Yes. Sort of. OpenZiti will make a mutual TLS connection from any piece of the overlay to another. If you are using a zitified client with a zitified server - then yes that’s 100% perfectly secure and fine.
It’s when you bring the tunneler into the mix that it’ll get more complex. Accessing that service via TLS using a tunneler would require a THIRD layer of encryption, provided by “the http server”. Conceptually you might think of that like three pipes… sorta like this… the inner pipe is the third layer of encryption that is NOT provided by openziti. This would be done from “the browser” to “the https server”. In my pic below that would be the yellow pipe…
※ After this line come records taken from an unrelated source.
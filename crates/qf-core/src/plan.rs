//! Funding decisions for contributions.
//!
//! Planning is pure: it looks at the contributor's token account as last read
//! from the ledger and returns the ordered steps of the batch. The session
//! turns the steps into instructions.

use chain_sol::TokenAccount;
use tracing::debug;

/// One step of a contribution batch.
///
/// The scratch account is a throwaway wrapped-SOL token account owned by the
/// contributor. It is created with `rent + lamports`, initialized, drained and
/// closed back to the contributor within the same batch.
#[derive(Debug, Clone, Copy, PartialEq, Eq)]
pub enum Step {
    /// Create the contributor's associated token account.
    CreateAssociatedAccount,
    /// Allocate the scratch account holding `lamports` on top of its rent.
    CreateScratchAccount { lamports: u64 },
    InitializeScratchAccount,
    /// Move `amount` from the scratch account into the associated account.
    TransferFromScratch { amount: u64 },
    CloseScratchAccount,
    /// `Donate` with the scratch account as source.
    DonateFromScratch { amount: u64, decimals: u8 },
    /// `Vote` with the associated account as source.
    Vote { amount: u64, decimals: u8 },
}

fn top_up(amount: u64) -> [Step; 4] {
    [
        Step::CreateScratchAccount { lamports: amount },
        Step::InitializeScratchAccount,
        Step::TransferFromScratch { amount },
        Step::CloseScratchAccount,
    ]
}

/// Steps for a vote of `amount` drawn from `source`, the contributor's
/// associated token account (`None` when it does not exist yet).
///
/// An existing account is only topped up by the shortfall.
pub fn plan_vote(source: Option<&TokenAccount>, amount: u64, decimals: u8) -> Vec<Step> {
    let mut steps = Vec::with_capacity(6);
    match source {
        Some(account) if account.amount >= amount => {
            debug!(balance = account.amount, amount, "source covers vote");
        }
        Some(account) => {
            let shortfall = amount - account.amount;
            debug!(balance = account.amount, amount, shortfall, "topping up source");
            steps.extend(top_up(shortfall));
        }
        None => {
            debug!(amount, "source missing, creating associated account");
            steps.push(Step::CreateAssociatedAccount);
            if amount > 0 {
                steps.extend(top_up(amount));
            }
        }
    }
    steps.push(Step::Vote { amount, decimals });
    steps
}

/// Steps for donating `amount` lamports straight from the contributor's
/// native balance.
pub fn plan_native_donation(amount: u64, decimals: u8) -> Vec<Step> {
    debug!(amount, "wrapping native balance for donation");
    vec![
        Step::CreateScratchAccount { lamports: amount },
        Step::InitializeScratchAccount,
        Step::DonateFromScratch { amount, decimals },
        Step::CloseScratchAccount,
    ]
}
Wrapping your yellow pipe, the https protocol negotiated by your browser and the https server, is the orange pipe. This represents the end to end encryption (e2ee) that OpenZiti provides by default (you can disable it but why would you??? ). That’s negotiated on the “client side” (the tunneler, or inside your golang app itself, wherever) and the far side.
Finally there is the “mutual TLS” (mTLS) encryption that you get also provided by OpenZiti which you cannot disable. This layer protects the links from being inspected by tools like Wireshark/tcpdump.
You should start by making a web server WITHOUT ziti and providing https. There’s a bunch of tutorials on the web how to do that. Once you understand that - then I think you could move over to ‘zitifying’ that app and using OpenZiti on the server too… That’d be my reccomendation.